Video: David Miliband welcomes former Tories who have quit party over gay rights

Illustrated rainbow pride flag on a pink background.

At a Labour party event today, Foreign Secretary David Miliband was joined by two former Conservative party activists who quit the party over its treatment of gay rights and the apparent support by Shadow Home Secretary Chris Grayling for bed and breakfast owners to ban gay couples. David Miliband said: “The Tory head and the Tory heart are at odds. The head tells them that the world has changed, that they have been rejected at three elections because they were seen as the nasty party. The heart tells them something different.”

Anastasia Beaumont-Bott who helped set-up the Conservative’s gay wing, LGBTory said: “The voice of the gay people of this country will not go away.

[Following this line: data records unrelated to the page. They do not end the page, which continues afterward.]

//! # Stackflow
//!
//! Dependency-ordered deployment of interdependent cloud infrastructure stacks.
//!
//! Stackflow provides:
//!
//! - **Explicit dependency graphs**: edges come only from the outputs a stack consumes
//! - **Wave scheduling**: stacks with no edges between them deploy together
//! - **Versioned output registry**: every output write is durable and versioned
//! - **Provider-agnostic drivers**: a command driver, a simulated driver, or your own
//! - **Failure containment**: a failed stack only blocks its dependents
//! - **Stack leases**: overlapping concurrent deployments are refused up front
//!
//! ## Quick Start
//!
//! ```rust,no_run
//! use std::sync::Arc;
//! use stackflow::prelude::*;
//!
//! # async fn example() -> Result<(), StackflowError> {
//! let waves = DependencyGraph::build(vec![
//!     StackDescriptor::new("network").with_declared_output("vpcId"),
//!     StackDescriptor::new("service")
//!         .with_required_input("network", "vpcId")
//!         .with_declared_output("serviceUrl"),
//! ])?;
//!
//! let orchestrator = Orchestrator::new(
//!     Arc::new(SimulatedDriver::new()),
//!     Arc::new(InMemoryOutputRegistry::new()),
//! );
//! let run = orchestrator.deploy(&waves, Some(&["service"][..])).await?;
//! assert_eq!(run.outcome, RunOutcome::Succeeded);
//! # Ok(())
//! # }
//! ```

#![forbid(unsafe_code)]
#![warn(
    clippy::all,
    clippy::pedantic,
    missing_docs,
    rust_2018_idioms
)]
#![allow(
    clippy::module_name_repetitions,
    clippy::must_use_candidate,
    clippy::missing_errors_doc,
    clippy::missing_panics_doc
)]

pub mod cancellation;
pub mod cli;
pub mod config;
pub mod core;
pub mod driver;
pub mod errors;
pub mod events;
pub mod graph;
pub mod orchestrator;
pub mod registry;
pub mod stacks;
pub mod testing;
pub mod utils;

/// Crate version, as published.
pub const VERSION: &str = env!("CARGO_PKG_VERSION");

/// Prelude module for convenient imports
pub mod prelude {
    pub use crate::cancellation::CancellationToken;
    pub use crate::config::StackflowConfig;
    pub use crate::core::{ApplyKind, OutputRecord, RunOutcome, SkipReason, StackStatus};
    pub use crate::driver::{
        ApplyOutcome, CommandDriver, CommandDriverConfig, DriverError, ResolvedInputs,
        SimulatedDriver, StackDriver,
    };
    pub use crate::errors::{
        ConcurrentDeploymentError, ConfigurationError, ContractErrorInfo, ContractViolationError,
        CycleError, StackApplyError, StackflowError, UnsatisfiedDependencyError,
    };
    pub use crate::events::{DeployEvent, EventSink, LoggingEventSink, NoOpEventSink};
    pub use crate::graph::{DependencyGraph, OrderedWaves};
    pub use crate::orchestrator::{
        DeploymentPlan, DeploymentRun, FailureMode, FileLeaseStore, InMemoryLeaseStore,
        Orchestrator, RunJournal,
    };
    pub use crate::registry::{FileOutputRegistry, InMemoryOutputRegistry, OutputRegistry};
    pub use crate::stacks::{todo_app_catalog, ApplicationEnvironment, StackDescriptor};
}
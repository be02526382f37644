//! Mock drivers for testing.

use async_trait::async_trait;
use parking_lot::Mutex;
use std::collections::{BTreeMap, VecDeque};
use std::sync::atomic::{AtomicUsize, Ordering};
use std::time::Duration;

use crate::driver::{ApplyOutcome, DriverError, ResolvedInputs, StackDriver};
use crate::stacks::StackDescriptor;

type Scripted = Result<ApplyOutcome, DriverError>;

fn declared_outputs(descriptor: &StackDescriptor) -> BTreeMap<String, String> {
    descriptor
        .declared_outputs
        .iter()
        .map(|key| (key.clone(), format!("{}-{key}", descriptor.name)))
        .collect()
}

/// A driver that behaves like a converging provider and records every call.
///
/// Unless scripted otherwise, the first apply of a stack (or any apply with
/// new inputs) is `Changed` and a repeat with the same inputs is `NoOp`.
/// Each declared output gets the value `<stack>-<key>`.
#[derive(Debug, Default)]
pub struct MockDriver {
    parallel_safe: bool,
    scripted: Mutex<BTreeMap<String, VecDeque<Scripted>>>,
    failures: Mutex<BTreeMap<String, DriverError>>,
    outputs: Mutex<BTreeMap<String, BTreeMap<String, String>>>,
    applied: Mutex<BTreeMap<String, ResolvedInputs>>,
    calls: Mutex<Vec<(String, ResolvedInputs)>>,
}

impl MockDriver {
    /// Creates a sequential mock driver.
    #[must_use]
    pub fn new() -> Self {
        Self::default()
    }

    /// Creates a mock driver that allows concurrent applies.
    #[must_use]
    pub fn parallel() -> Self {
        Self {
            parallel_safe: true,
            ..Self::default()
        }
    }

    /// Queues a one-shot result for the next apply of `stack`.
    pub fn script(&self, stack: impl Into<String>, result: Result<ApplyOutcome, DriverError>) {
        self.scripted.lock().entry(stack.into()).or_default().push_back(result);
    }

    /// Makes every apply of `stack` fail until [`MockDriver::clear_failure`].
    pub fn fail(&self, stack: impl Into<String>, code: impl Into<String>) {
        let stack = stack.into();
        let error = DriverError::new(code, format!("mock failure for {stack}"));
        self.failures.lock().insert(stack, error);
    }

    /// Clears a configured failure.
    pub fn clear_failure(&self, stack: &str) {
        self.failures.lock().remove(stack);
    }

    /// Overrides the outputs reported for `stack`.
    pub fn set_outputs(&self, stack: impl Into<String>, outputs: BTreeMap<String, String>) {
        self.outputs.lock().insert(stack.into(), outputs);
    }

    /// Returns the stacks applied, in call order.
    #[must_use]
    pub fn calls(&self) -> Vec<String> {
        self.calls.lock().iter().map(|(stack, _)| stack.clone()).collect()
    }

    /// Returns the number of applies of `stack`.
    #[must_use]
    pub fn call_count(&self, stack: &str) -> usize {
        self.calls.lock().iter().filter(|(s, _)| s == stack).count()
    }

    /// Returns the inputs of the most recent apply of `stack`.
    #[must_use]
    pub fn last_inputs(&self, stack: &str) -> Option<ResolvedInputs> {
        self.calls
            .lock()
            .iter()
            .rev()
            .find(|(s, _)| s == stack)
            .map(|(_, inputs)| inputs.clone())
    }

    /// Resets call tracking.
    pub fn reset_calls(&self) {
        self.calls.lock().clear();
    }
}

#[async_trait]
impl StackDriver for MockDriver {
    fn name(&self) -> &str {
        "mock"
    }

    fn parallel_safe(&self) -> bool {
        self.parallel_safe
    }

    async fn apply(
        &self,
        descriptor: &StackDescriptor,
        inputs: &ResolvedInputs,
    ) -> Result<ApplyOutcome, DriverError> {
        let name = descriptor.name.clone();
        self.calls.lock().push((name.clone(), inputs.clone()));

        if let Some(result) = self.scripted.lock().get_mut(&name).and_then(VecDeque::pop_front) {
            return result;
        }
        if let Some(error) = self.failures.lock().get(&name).cloned() {
            return Err(error);
        }

        let outputs = self
            .outputs
            .lock()
            .get(&name)
            .cloned()
            .unwrap_or_else(|| declared_outputs(descriptor));

        let mut applied = self.applied.lock();
        if applied.get(&name) == Some(inputs) {
            Ok(ApplyOutcome::NoOp { outputs })
        } else {
            applied.insert(name, inputs.clone());
            Ok(ApplyOutcome::Changed { outputs })
        }
    }
}

/// A driver whose every apply fails with the same code.
#[derive(Debug)]
pub struct FailingDriver {
    code: String,
    calls: AtomicUsize,
}

impl FailingDriver {
    /// Creates a failing driver.
    #[must_use]
    pub fn new(code: impl Into<String>) -> Self {
        Self {
            code: code.into(),
            calls: AtomicUsize::new(0),
        }
    }

    /// Returns the number of applies attempted.
    #[must_use]
    pub fn call_count(&self) -> usize {
        self.calls.load(Ordering::SeqCst)
    }
}

#[async_trait]
impl StackDriver for FailingDriver {
    fn name(&self) -> &str {
        "failing"
    }

    async fn apply(
        &self,
        descriptor: &StackDescriptor,
        _inputs: &ResolvedInputs,
    ) -> Result<ApplyOutcome, DriverError> {
        self.calls.fetch_add(1, Ordering::SeqCst);
        Err(DriverError::new(
            self.code.clone(),
            format!("stack '{}' always fails", descriptor.name),
        ))
    }
}

/// A driver that takes a fixed time per apply and tracks concurrency.
#[derive(Debug)]
pub struct SlowDriver {
    delay: Duration,
    parallel_safe: bool,
    calls: AtomicUsize,
    in_flight: AtomicUsize,
    max_in_flight: AtomicUsize,
}

impl SlowDriver {
    /// Creates a sequential slow driver.
    #[must_use]
    pub fn new(delay: Duration) -> Self {
        Self {
            delay,
            parallel_safe: false,
            calls: AtomicUsize::new(0),
            in_flight: AtomicUsize::new(0),
            max_in_flight: AtomicUsize::new(0),
        }
    }

    /// Allows concurrent applies.
    #[must_use]
    pub fn parallel(mut self) -> Self {
        self.parallel_safe = true;
        self
    }

    /// Returns the number of applies started.
    #[must_use]
    pub fn call_count(&self) -> usize {
        self.calls.load(Ordering::SeqCst)
    }

    /// Returns the highest number of applies seen running at once.
    #[must_use]
    pub fn max_in_flight(&self) -> usize {
        self.max_in_flight.load(Ordering::SeqCst)
    }
}

#[async_trait]
impl StackDriver for SlowDriver {
    fn name(&self) -> &str {
        "slow"
    }

    fn parallel_safe(&self) -> bool {
        self.parallel_safe
    }

    async fn apply(
        &self,
        descriptor: &StackDescriptor,
        _inputs: &ResolvedInputs,
    ) -> Result<ApplyOutcome, DriverError> {
        self.calls.fetch_add(1, Ordering::SeqCst);
        let now = self.in_flight.fetch_add(1, Ordering::SeqCst) + 1;
        self.max_in_flight.fetch_max(now, Ordering::SeqCst);

        tokio::time::sleep(self.delay).await;

        self.in_flight.fetch_sub(1, Ordering::SeqCst);
        Ok(ApplyOutcome::Changed {
            outputs: declared_outputs(descriptor),
        })
    }
}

“Mr Cameron! Change we can believe in? We shouldn’t have to believe in your party changing, because actions should speak louder than words and we should just be able to look at your party and know whether you’ve changed or not.

“As a now ex-conservative politician, needless to say, I wasn’t convinced. And with your recent manifesto launch, I am still not convinced.

“There is not one mention of new gay rights in that document.

“Mr Cameron, you have not only lost my vote. You have lost my respect.

“And I know, I’m not the only one out there who is asking themselves “have the Conservatives really changed?”

“The answer, is no.

“On 6 May, I will be voting for Labour. Because I shouldn’t have to believe in change, I should see change and I want to be part of achieving it.”

David Cameron writing for PinkNews.co.uk at the weekend announced a policy to erase the criminal records of all those convicted of gay sex offences that are no longer illegal and adopt a “zero tolerance” approach to homophobic bullying in schools. But neither policies were included in the Conservative manifesto, Peter Tatchell branded the policies as an “after thought.”

Beaumont-Bott, 20, who was a Conservative party member for three years and headed the party’s lesbian and gay group for two years, said that as a teenage victim of homophobic bullying she wasn’t prepared to be pushed around again.

David Heathcote said he’s supported the Conservatives for 20 years but felt “tremendously let down” by the apparent support by the shadow home secretary Chris Grayling for bed and breakfast owners to ban gay couples.

“The man who aspires to hold the great office of Home Secretary advocates it is acceptable to select the laws by which we abide according to our religious beliefs,” Mr Heathcote said.

“I think that is dangerous for our society. How can you create the ‘Big Society’ by discriminating against parts of it?”

Mr Heathcote added: “Under David Cameron’s leadership I had felt able to persuade gay people and others who had no trust in the Conservatives that the party had changed and was ready to represent them,”. “How wrong I was.”

“While Mr Cameron may have this vision, his party seems unwilling to move with him from their old values to those of a party to represent a modern, fair and equal Britain.”

“I have removed my blue-tinted glasses and looked seriously at other parties and I’m very proud to have decided to join the Labour Party.”

The Conservative party declined to speak to PinkNews.co.uk this afternoon.

Last week, Matthew Sephton, Chairman of LGBT Tory said: “Anastasia Beaumont Bott went as quickly as she appeared both in Conservative politics and LGBT activism. Sadly, she left the Conservative LGBT organisation weaker rather than stronger having done nothing of note to advance the LGBT agenda, either within or outside the Conservative Party.

“I think it’s a great shame that many years after the event she has decided to raise allegations, if only she’d raised them at the time they could have been investigated and action taken. There is no tolerance of homophobia in the modern Conservative Party and I great strides forward have been made since her time.

“LGBTory became the group it now is from July 2009 when a strong and dedicated group of individuals came together from different parts of the country to pursue the aim of creating a successful Conservative LGBT group –for Conservatives and for the LGBT community. LGBTory now has hundreds of supporters and numerous branches up and down the country and is working with more than two dozen LGBT Prospective Conservative MPs to bring about the change this country so desperately needs.”

Today the Liberal Democrats became the first of the political parties to launch a dedicated LGBT manifesto. The Labour party will launch their campaign in the LGBT community tomorrow in Soho.